Magahi Folk Songs: Kaleidoscope of Life

C. L. Khatri


One of the hallmarks of contemporary literary discourse, the world over, has been
the spreading out of its ambit to become virtually all inclusive breaking the boundary
of language, culture and discipline. It is no longer English Literature as it used to be;
it has evolved itself as interdisciplinary, inter lingual, multicultural or even
transcultural discipline that has realized the value of social sciences, pure sciences
and applied sciences in the discourse of literature. What Coleridge had initiated by
including philosophy, aesthetics and psychology in literary criticism is reaching its
fruition. It is this width, variety, inclusiveness and open- ended nature that
characterizes English Literature in the twenty first century. It has become mature and
strong enough to overcome all inhibitions and taboos of linguistic registers, themes,
forms and techniques.
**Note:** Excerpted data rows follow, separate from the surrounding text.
//! The prior-generation procedures
//!
//! Each procedure is split into a pure layer function (shapes and rasters
//! in, rasters out) and a wrapper that reads sources from and writes the
//! prior to the data tree.

mod interior_shore;
mod natura;
mod shore;

pub use interior_shore::{complement_geometry, create_interior_shore_proximity_prior, interior_shore_layer, InteriorShoreLayer};
pub use natura::{rasterize_natura_features, rasterize_natura_vector};
pub use shore::{create_shore_proximity_prior, shore_proximity_layer, ShoreLayer};

use crate::config::DataPaths;
use crate::error::{PriorError, Result};
use crate::shapes::CountryShape;
use priorgen_algorithms::vector::union_geometries;
use priorgen_core::{SpatialGeometry, CRS};
use std::path::PathBuf;

/// Per-run settings shared by the procedures
#[derive(Debug, Clone)]
pub struct RunContext {
    pub paths: DataPaths,
    /// File name suffix making each run's outputs unique
    pub tail: String,
    /// Directory saved country shapes go to
    pub shapes_cache: PathBuf,
}

impl RunContext {
    pub fn new(paths: DataPaths, tail: impl Into<String>, shapes_cache: PathBuf) -> Self {
        Self {
            paths,
            tail: tail.into(),
            shapes_cache,
        }
    }

    /// A context whose tail is the current Unix timestamp in seconds
    pub fn now(paths: DataPaths, shapes_cache: PathBuf) -> Self {
        let tail = chrono::Utc::now().timestamp().to_string();
        Self::new(paths, tail, shapes_cache)
    }
}

/// Union of country shapes, in the CRS of the first shape
pub fn union_shapes(shapes: &[CountryShape]) -> Result<SpatialGeometry> {
    let crs = shapes
        .first()
        .map(|s| s.geometry.crs.clone())
        .unwrap_or_else(CRS::wgs84);
    let geometries: Vec<SpatialGeometry> = shapes.iter().map(|s| s.geometry.clone()).collect();
    if geometries.iter().all(|g| g.polygons().is_empty()) {
        return Err(PriorError::EmptyGeometry("no country polygons to union".into()));
    }
    Ok(union_geometries(&geometries, &crs)?)
}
On the one hand we are going back to tribal literature and on
the other we are moving forward with hypertext and technoculture. It is a remarkably
healthy emerging trend that critics, academia and literati are trying to rediscover dalit
literature, tribal literature and folk literature and to prioritize them. This has inspired
us to take time off and look into our own roots and understand our own original
native literature. It is in this context that I am trying to introduce here Magahi folk
songs which are still vibrantly in vogue, may be with variations and alterations, in
most of the religious and social ceremonies held in Magadh region.